The second competition weekend of the 2019–20 ISU Speed Skating World Cup was held at the Ice Arena in Tomaszów Mazowiecki, Poland, from Friday, 22 November, until Sunday, 24 November 2019.

==Medal summary==

===Men's events===

| Event | Gold | Time | Silver | Time | Bronze | Time | Report |
|---|---|---|---|---|---|---|---|
| 500 m | JPN Tatsuya Shinhama | 34.732 | JPN Yuma Murakami | 34.734 | CAN Laurent Dubreuil | 34.975 |  |
| 1500 m | NED Thomas Krol | 1:45.768 TR | NED Kjeld Nuis | 1:45.964 | RUS Denis Yuskov | 1:46.288 |  |
| 5000 m | NED Patrick Roest | 6:19.388 TR | RUS Danila Semerikov | 6:20.469 | RUS Denis Yuskov | 6:24.303 |  |
| Mass start^{A} | USA Joey Mantia | 60 | NED Jorrit Bergsma | 40 | NED Arjan Stroetinga | 20 |  |
| Team pursuit | Netherlands Patrick Roest Douwe de Vries Marcel Bosker | 3:45.689 | Japan Riku Tsuchiya Seitaro Ichinohe Shane Williamson | 3:46.725 | Russia Alexander Rumyantsev Ruslan Zakharov Danila Semerikov | 3:47.285 |  |
| Team sprint | Netherlands Ronald Mulder Kjeld Nuis Thomas Krol | 1:20.061 | China Wang Shiwei Lian Ziwen Ning Zhongyan | 1:20.841 | Canada Alex Boisvert-Lacroix Laurent Dubreuil David La Rue | 1:20.966 |  |

 In mass start, race points are accumulated during the race based on results of the intermediate sprints and the final sprint.
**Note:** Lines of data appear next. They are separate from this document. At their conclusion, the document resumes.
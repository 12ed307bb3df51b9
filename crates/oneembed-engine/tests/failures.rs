mod common;

use std::sync::Arc;
use std::thread;
use std::time::{Duration, Instant};

use oneembed_core::{EmbeddingError, EmbeddingOptions};
use oneembed_engine::EmbeddingEngine;
use oneembed_storage::BlockDevice;
use tempfile::tempdir;

use common::{two_record_options, zeros, FaultyDevice, WIDE_DIM};

fn open(options: &EmbeddingOptions, device: &Arc<FaultyDevice>) -> EmbeddingEngine {
    let device: Box<dyn BlockDevice> = Box::new(Arc::clone(device));
    EmbeddingEngine::open_with_device(options.clone(), device).unwrap()
}

/// Writes keys 1 and 2 (updated once) through a first engine and closes it.
fn seeded(options: &EmbeddingOptions, device: &Arc<FaultyDevice>) {
    let engine = open(options, device);
    let dim = options.embedding_size;
    engine.apply_gradient(&[1, 2], &vec![1.0; 2 * dim]).unwrap();
    engine.close().unwrap();
}

#[test]
fn test_read_failure_fails_the_whole_batch() {
    let dir = tempdir().unwrap();
    let mut options = common::options(dir.path(), 4);
    options.initializer = zeros();
    let (device, faults) = FaultyDevice::new(512);
    seeded(&options, &device);

    let engine = open(&options, &device);
    assert_eq!(engine.table().len(), 2);

    faults.fail_reads(true);
    let err = engine.lookup(&[3, 1]).unwrap_err();
    assert!(matches!(err, EmbeddingError::StorageIo { .. }), "{err}");
    assert_eq!(engine.resident_records(), (0, 0));
    assert_eq!(engine.stats().failed_batches, 1);

    let err = engine.apply_gradient(&[2], &[1.0; 4]).unwrap_err();
    assert!(matches!(err, EmbeddingError::StorageIo { .. }));
    assert_eq!(engine.global_step(), 1);

    faults.clear();
    let rows = engine.lookup(&[3, 1]).unwrap();
    assert_eq!(rows.row(0).unwrap(), &[0.0; 4]);
    assert!(rows.row(1).unwrap().iter().all(|&v| (v + 0.1).abs() < 1e-6));
    assert_eq!(rows.versions(), &[0, 1]);
}

#[test]
fn test_failed_batch_leaves_resident_keys_in_place() {
    let dir = tempdir().unwrap();
    let options = common::options(dir.path(), 4);
    let (device, faults) = FaultyDevice::new(512);
    seeded(&options, &device);

    let engine = open(&options, &device);
    let resident = engine.lookup(&[1]).unwrap();

    faults.fail_reads(true);
    engine.lookup(&[1, 2]).unwrap_err();
    assert_eq!(engine.resident_records(), (1, 0));

    // Key 1 is served from L1 without touching the failing device.
    assert_eq!(engine.lookup(&[1]).unwrap(), resident);
}

#[test]
fn test_write_failure_during_eviction_fails_the_batch() {
    let dir = tempdir().unwrap();
    let options = two_record_options(dir.path());
    let (device, faults) = FaultyDevice::new(512);
    let engine = open(&options, &device);

    let before = engine.lookup(&[1, 2]).unwrap();
    faults.fail_writes(true);
    let err = engine.lookup(&[3]).unwrap_err();
    assert!(matches!(err, EmbeddingError::StorageIo { .. }), "{err}");
    assert_eq!(engine.resident_records(), (2, 0));
    assert!(engine.table().is_empty());

    faults.clear();
    engine.lookup(&[3]).unwrap();
    assert_eq!(engine.stats().evictions, 1);
    let again = engine.lookup(&[1, 2]).unwrap();
    assert_eq!(again.values(), before.values());
    assert_eq!(again.row(0).unwrap().len(), WIDE_DIM);
}

#[test]
fn test_stalled_read_times_out() {
    let dir = tempdir().unwrap();
    let mut options = common::options(dir.path(), 4);
    options.runtime.io_timeout_ms = 20;
    let (device, faults) = FaultyDevice::new(512);
    seeded(&options, &device);

    let engine = open(&options, &device);
    faults.stall_reads(Duration::from_millis(60));
    let err = engine.lookup(&[1]).unwrap_err();
    match err {
        EmbeddingError::Timeout { elapsed, limit } => {
            assert_eq!(limit, Duration::from_millis(20));
            assert!(elapsed >= limit);
        }
        other => panic!("unexpected error: {other}"),
    }
    assert_eq!(engine.resident_records(), (0, 0));

    faults.clear();
    assert_eq!(engine.lookup(&[1]).unwrap().versions(), &[1]);
}

#[test]
fn test_long_stall_returns_at_the_deadline() {
    let dir = tempdir().unwrap();
    let mut options = common::options(dir.path(), 4);
    options.runtime.io_timeout_ms = 50;
    let (device, faults) = FaultyDevice::new(512);
    seeded(&options, &device);

    let engine = open(&options, &device);
    faults.stall_reads(Duration::from_secs(2));
    let started = Instant::now();
    let err = engine.lookup(&[1, 2]).unwrap_err();
    let waited = started.elapsed();
    assert!(matches!(err, EmbeddingError::Timeout { .. }), "{err}");
    assert!(waited < Duration::from_secs(1), "waited {waited:?}");
    assert_eq!(engine.resident_records(), (0, 0));
    assert_eq!(engine.stats().failed_batches, 1);
}

#[test]
fn test_waiting_for_a_stripe_does_not_count_against_io_timeout() {
    let dir = tempdir().unwrap();
    let mut options = common::options(dir.path(), 4);
    options.runtime.num_shards = 1;
    options.runtime.io_timeout_ms = 400;
    let (device, faults) = FaultyDevice::new(512);
    seeded(&options, &device);

    let engine = open(&options, &device);
    faults.stall_reads(Duration::from_millis(250));
    let (first, second) = thread::scope(|scope| {
        let first = scope.spawn(|| engine.lookup(&[1]));
        thread::sleep(Duration::from_millis(50));
        let second = scope.spawn(|| engine.lookup(&[2]));
        (first.join().unwrap(), second.join().unwrap())
    });
    assert_eq!(first.unwrap().versions(), &[1]);
    assert_eq!(second.unwrap().versions(), &[1]);
    assert_eq!(engine.stats().fixed_hits, 2);
}

#[test]
fn test_stalled_flush_times_out_and_keeps_records_dirty() {
    let dir = tempdir().unwrap();
    let mut options = common::options(dir.path(), 4);
    options.runtime.io_timeout_ms = 20;
    let (device, faults) = FaultyDevice::new(512);
    let engine = open(&options, &device);
    engine.apply_gradient(&[5], &[1.0; 4]).unwrap();

    faults.stall_writes(Duration::from_millis(60));
    let err = engine.flush().unwrap_err();
    assert!(matches!(err, EmbeddingError::Timeout { .. }), "{err}");

    faults.clear();
    assert_eq!(engine.flush().unwrap(), 1);
    assert_eq!(engine.flush().unwrap(), 0);
    assert_eq!(engine.table().meta().last_step, 1);
}

#[test]
fn test_drop_flushes_dirty_records() {
    let dir = tempdir().unwrap();
    let options = common::options(dir.path(), 4);
    let (device, _faults) = FaultyDevice::new(512);
    {
        let engine = open(&options, &device);
        engine.apply_gradient(&[8], &[1.0; 4]).unwrap();
    }

    let engine = open(&options, &device);
    assert_eq!(engine.global_step(), 1);
    assert_eq!(engine.lookup(&[8]).unwrap().versions(), &[1]);
}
The skater with most race points is the winner.

===Women's events===

| Event | Gold | Time | Silver | Time | Bronze | Time | Report |
|---|---|---|---|---|---|---|---|
| 500 m | JPN Nao Kodaira | 37.775 TR | RUS Olga Fatkulina | 37.973 | RUS Daria Kachanova | 38.084 |  |
| 1500 m | NED Ireen Wüst | 1:56.627 TR | JPN Miho Takagi | 1:57.176 | RUS Evgeniia Lalenkova | 1:57.283 |  |
| 3000 m | CZE Martina Sábliková | 4:06.133 TR | NED Carlijn Achtereekte | 4:06.284 | RUS Natalia Voronina | 4:06.614 |  |
| Mass start^{A} | NED Irene Schouten | 61 | CAN Ivanie Blondin | 42 | JPN Nana Takagi | 20 |  |
| Team pursuit | Russia Elizaveta Kazelina Natalia Voronina Evgeniia Lalenkova | 1:29.950 | Netherlands Ireen Wüst Antoinette de Jong Melissa Wijfje | 1:29.230 | Canada Ivanie Blondin Isabelle Weidemann Béatrice Lamarche | 1:30.086 |  |
| Team sprint | Russia Angelina Golikova Olga Fatkulina Daria Kachanova | 1:27.650 | Netherlands Michelle de Jong Jutta Leerdam Sanneke de Neeling | 1:29.340 | Japan Konami Soga Arisa Go Maki Tsuji | 1:29.651 |  |

 In mass start, race points are accumulated during the race based on results of the intermediate sprints and the final sprint. The skater with most race points is the winner.